Announcement

Collapse
No announcement yet.
X
  • Filter
  • Time
  • Show
Clear All
new posts

  • OLS or logistic

    Hello everyone,

    I'm currently working on cross-sectional regression analyses involving 100 firms during the sample period in 2020. The dependent variable, which measures the quality of compliance, has a range from 0 to 20, where 0 indicates the lowest compliance and 20 signifies the highest compliance. My independent variables include both continuous and dummy variables.

    I'm seeking advice on which regression model would be more suitable for these cross-sectional regressions.

    01. My initial thought was to use Ordinary Least Squares (OLS) with a simple command like "reg dependent independent controls."

    02. However, given that one could argue my dependent variable is a categorical variable (as described above), some may suggest that logistic regression might be a more appropriate model. This would involve a command along the lines of "logit dependent independent controls."

    Your insights on this matter would be greatly appreciated


    Thank you.

  • #2
    First, I'm assuming that when you say your outcome variable ranges from 0 to 20, you mean that it takes on the discrete values 0, 1, 2, 3, ..., 18, 19, 20. If that is not so, then I don't think there is any case for anything logit-like at al.

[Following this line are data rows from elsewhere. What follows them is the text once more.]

//! World operations and per-tick systems.
//!
//! Operations take `&mut World` plus entity handles and return
//! `Result<_, OnAirError>`; the `*_system` functions are run once per tick by
//! [`crate::game::Game`].
//!
//! Submodules overview
//! - [`comment`] – supplier scheduling and deployer scrolling/placement
//! - [`field`] – spot and mover registration, sibling lock/unlock
//! - [`mover`] – departure, arrival, stop and on-air transitions
//! - [`screen`] – live start, per-tick update and teardown
//! - [`spot`] – deployment, destination and visited marking
//! - [`time`] – update simulation time and delta
//! - [`travel`] – advance in-flight travels and complete arrivals

pub mod comment;
pub mod field;
pub(crate) mod lookup;
pub mod mover;
pub mod screen;
pub mod spot;
pub mod time;
pub mod travel;
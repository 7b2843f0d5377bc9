//! Movement notifications.
//!
//! Fired synchronously from the mover transitions in
//! [`crate::systems::mover`]. Observers see the state after the transition,
//! except [`MoverArrivedEvent`], which fires before the broadcast starts.
//!
//! ```ignore
//! world.add_observer(|trigger: On<MoverArrivedEvent>, mut signals: ResMut<WorldSignals>| {
//!     signals.add_integer("visits", 1);
//! });
//! ```

use bevy_ecs::prelude::*;

#[derive(Event, Debug, Clone, Copy, PartialEq, Eq)]
pub struct MoverDepartedEvent {
    pub mover: Entity,
    pub spot: Entity,
}

/// The mover reached `spot`; the spot is already marked visited.
/// `first_visit` is set only on the arrival that flipped the visited flag.
#[derive(Event, Debug, Clone, Copy, PartialEq, Eq)]
pub struct MoverArrivedEvent {
    pub mover: Entity,
    pub spot: Entity,
    pub first_visit: bool,
}

/// A travel towards `spot` was cancelled.
#[derive(Event, Debug, Clone, Copy, PartialEq, Eq)]
pub struct MoverStoppedEvent {
    pub mover: Entity,
    pub spot: Entity,
}
//! Travel system.
//!
//! Advances every in-flight [`Travel`] by the scaled frame delta from
//! [`WorldTime`] and writes the eased position into [`MapPosition`].
//! Travels that reach their end are removed and the mover's arrival is
//! completed in the same tick. Travel inserted during a tick is first
//! advanced on the next one, which is what makes a zero-distance departure
//! land after exactly one tick.

use bevy_ecs::prelude::*;
use log::error;

use crate::components::mapposition::MapPosition;
use crate::components::travel::Travel;
use crate::resources::worldtime::WorldTime;
use crate::systems::mover::complete_arrival;

pub fn travel_system(world: &mut World) {
    let dt = world
        .get_resource::<WorldTime>()
        .map(|t| t.delta)
        .unwrap_or(0.0);

    let mut arrived: Vec<(Entity, Entity)> = Vec::new();
    let mut query = world.query::<(Entity, &mut Travel, &mut MapPosition)>();
    for (entity, mut travel, mut position) in query.iter_mut(world) {
        position.pos = travel.advance(dt);
        if travel.is_finished() {
            arrived.push((entity, travel.destination));
        }
    }

    for (mover, spot) in arrived {
        world.entity_mut(mover).remove::<Travel>();
        if let Err(err) = complete_arrival(world, mover, spot) {
            error!("Mover {} could not arrive at spot {}: {}", mover, spot, err);
        }
    }
}
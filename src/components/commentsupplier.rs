//! Timed, condition-gated comment generator.
//!
//! A [`CommentSupplier`] owns a fixed rotation of [`CommentSchema`]s and a
//! virtual clock that advances `1000 / fps` milliseconds per tick. Every
//! `interval_ms` of accumulated budget buys one slot; each slot emits the
//! first schema, starting at the rotation cursor, whose predicates all pass.
//! A slot that finds no passing schema after a full rotation emits nothing.
//!
//! Emitted texts are pushed to the subscribed deployers by
//! [`crate::systems::comment::comment_supply_system`].

use std::fmt;
use std::path::Path;
use std::sync::Arc;

use bevy_ecs::prelude::{Component, Entity};
use serde::{Deserialize, Serialize};

use crate::components::condition::Condition;
use crate::error::{OnAirError, positive};
use crate::resources::worldsignals::WorldSignals;

/// Snapshot handed to predicates.
pub struct CommentContext<'a> {
    pub signals: &'a WorldSignals,
    /// Virtual milliseconds elapsed on the supplier's clock.
    pub elapsed_ms: f64,
}

pub type CommentFn = dyn Fn(&CommentContext<'_>) -> bool + Send + Sync;

#[derive(Clone)]
pub enum CommentPredicate {
    Rule(Condition),
    Custom(Arc<CommentFn>),
}

impl CommentPredicate {
    pub fn test(&self, ctx: &CommentContext<'_>) -> bool {
        match self {
            CommentPredicate::Rule(cond) => cond.evaluate(ctx.signals),
            CommentPredicate::Custom(f) => f(ctx),
        }
    }
}

impl fmt::Debug for CommentPredicate {
    fn fmt(&self, f: &mut fmt::Formatter<'_>) -> fmt::Result {
        match self {
            CommentPredicate::Rule(cond) => f.debug_tuple("Rule").field(cond).finish(),
            CommentPredicate::Custom(_) => f.write_str("Custom(..)"),
        }
    }
}

/// Immutable comment text plus the predicates gating it (AND semantics).
#[derive(Clone, Debug)]
pub struct CommentSchema {
    text: String,
    predicates: Vec<CommentPredicate>,
}

impl CommentSchema {
    pub fn new(text: impl Into<String>) -> Self {
        CommentSchema {
            text: text.into(),
            predicates: Vec::new(),
        }
    }

    pub fn when(mut self, cond: Condition) -> Self {
        self.predicates.push(CommentPredicate::Rule(cond));
        self
    }

    pub fn when_fn(
        mut self,
        f: impl Fn(&CommentContext<'_>) -> bool + Send + Sync + 'static,
    ) -> Self {
        self.predicates.push(CommentPredicate::Custom(Arc::new(f)));
        self
    }

    pub fn text(&self) -> &str {
        &self.text
    }

    pub fn predicates(&self) -> &[CommentPredicate] {
        &self.predicates
    }

    pub fn passes(&self, ctx: &CommentContext<'_>) -> bool {
        self.predicates.iter().all(|p| p.test(ctx))
    }
}

#[derive(Component, Debug)]
pub struct CommentSupplier {
    schemas: Vec<CommentSchema>,
    cursor: usize,
    budget_ms: f64,
    elapsed_ms: f64,
    interval_ms: f64,
    fps: f64,
    pub(crate) deployers: Vec<Entity>,
}

impl CommentSupplier {
    pub fn new(schemas: Vec<CommentSchema>, interval_ms: f64, fps: f64) -> Result<Self, OnAirError> {
        positive("comment interval", interval_ms)?;
        positive("fps", fps)?;
        Ok(CommentSupplier {
            schemas,
            cursor: 0,
            budget_ms: 0.0,
            elapsed_ms: 0.0,
            interval_ms,
            fps,
            deployers: Vec::new(),
        })
    }

    pub fn schemas(&self) -> &[CommentSchema] {
        &self.schemas
    }

    /// Index of the schema tried first on the next slot.
    pub fn cursor(&self) -> usize {
        self.cursor
    }

    pub fn budget_ms(&self) -> f64 {
        self.budget_ms
    }

    pub fn elapsed_ms(&self) -> f64 {
        self.elapsed_ms
    }

    pub fn interval_ms(&self) -> f64 {
        self.interval_ms
    }

    pub fn fps(&self) -> f64 {
        self.fps
    }

    pub fn set_interval_ms(&mut self, interval_ms: f64) -> Result<(), OnAirError> {
        self.interval_ms = positive("comment interval", interval_ms)?;
        Ok(())
    }

    pub fn set_fps(&mut self, fps: f64) -> Result<(), OnAirError> {
        self.fps = positive("fps", fps)?;
        Ok(())
    }

    /// Milliseconds added to the budget per tick.
    pub fn frame_ms(&self) -> f64 {
        1000.0 / self.fps
    }

    pub fn deployers(&self) -> &[Entity] {
        &self.deployers
    }

    /// Process one tick and return the texts emitted during it.
    ///
    /// Slots are consumed while the budget covers an interval; the tick's
    /// `1000 / fps` step is added after processing, so the first tick never
    /// emits.
    pub fn fetch(&mut self, signals: &WorldSignals) -> Vec<String> {
        let mut emitted = Vec::new();
        while self.budget_ms >= self.interval_ms {
            self.budget_ms -= self.interval_ms;
            if let Some(text) = self.next_passing(signals) {
                emitted.push(text);
            }
        }
        let step = self.frame_ms();
        self.budget_ms += step;
        self.elapsed_ms += step;
        emitted
    }

    /// Walk the rotation from the cursor until a schema passes or the walk
    /// returns to where it started.
    fn next_passing(&mut self, signals: &WorldSignals) -> Option<String> {
        let len = self.schemas.len();
        if len == 0 {
            return None;
        }
        let ctx = CommentContext {
            signals,
            elapsed_ms: self.elapsed_ms,
        };
        let tail = self.cursor;
        loop {
            let index = self.cursor;
            self.cursor = (self.cursor + 1) % len;
            if self.schemas[index].passes(&ctx) {
                return Some(self.schemas[index].text.clone());
            }
            if self.cursor == tail {
                return None;
            }
        }
    }
}

/// JSON form of a comment rotation.
///
/// ```json
/// { "comments": [
///     { "text": "nice!" },
///     { "text": "hurry up", "when": [ { "ScalarCmp": { "key": "time_left", "op": "Lt", "value": 10.0 } } ] }
/// ] }
/// ```
#[derive(Debug, Clone, Default, Serialize, Deserialize)]
pub struct CommentScript {
    pub comments: Vec<CommentEntry>,
}

#[derive(Debug, Clone, Serialize, Deserialize)]
pub struct CommentEntry {
    pub text: String,
    #[serde(default)]
    pub when: Vec<Condition>,
}

impl CommentScript {
    pub fn from_json(json: &str) -> Result<Self, OnAirError> {
        Ok(serde_json::from_str(json)?)
    }

    pub fn load(path: impl AsRef<Path>) -> Result<Self, OnAirError> {
        let path = path.as_ref();
        let text = std::fs::read_to_string(path)
            .map_err(|e| OnAirError::Config(format!("failed to read {}: {}", path.display(), e)))?;
        Self::from_json(&text)
    }

    pub fn into_schemas(self) -> Vec<CommentSchema> {
        self.comments
            .into_iter()
            .map(|entry| {
                entry
                    .when
                    .into_iter()
                    .fold(CommentSchema::new(entry.text), CommentSchema::when)
            })
            .collect()
    }
}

    -logit dependent independent controls- would not treat your outcome as a 21-category discrete variable. -logit- distinguishes only two categories: 0 and non-zero. So you would be analyzing only the lowest level of compliance vs compliance at any other level. It would not distinguish at all among levels 1 through 20. You might be thinking of -ologit- which would treated it as a 21-category ordinal outcome variable. While this is feasible, the results will be questionable because the proportional odds assumption undelrying -ologit- becomes less and less likely to be true the more categories are involved. -mlogit- requires no such assumption, but it treats the 21 categories as if they have no relationship to each other at all. From your description of the variable as a degree of compliance, that seems far off the mark: at the very least it sounds like it represents an ordinal measurement: 15 represents more compliance than 14 and less than 16, etc. So I would only use -mlogit- as a last resort here.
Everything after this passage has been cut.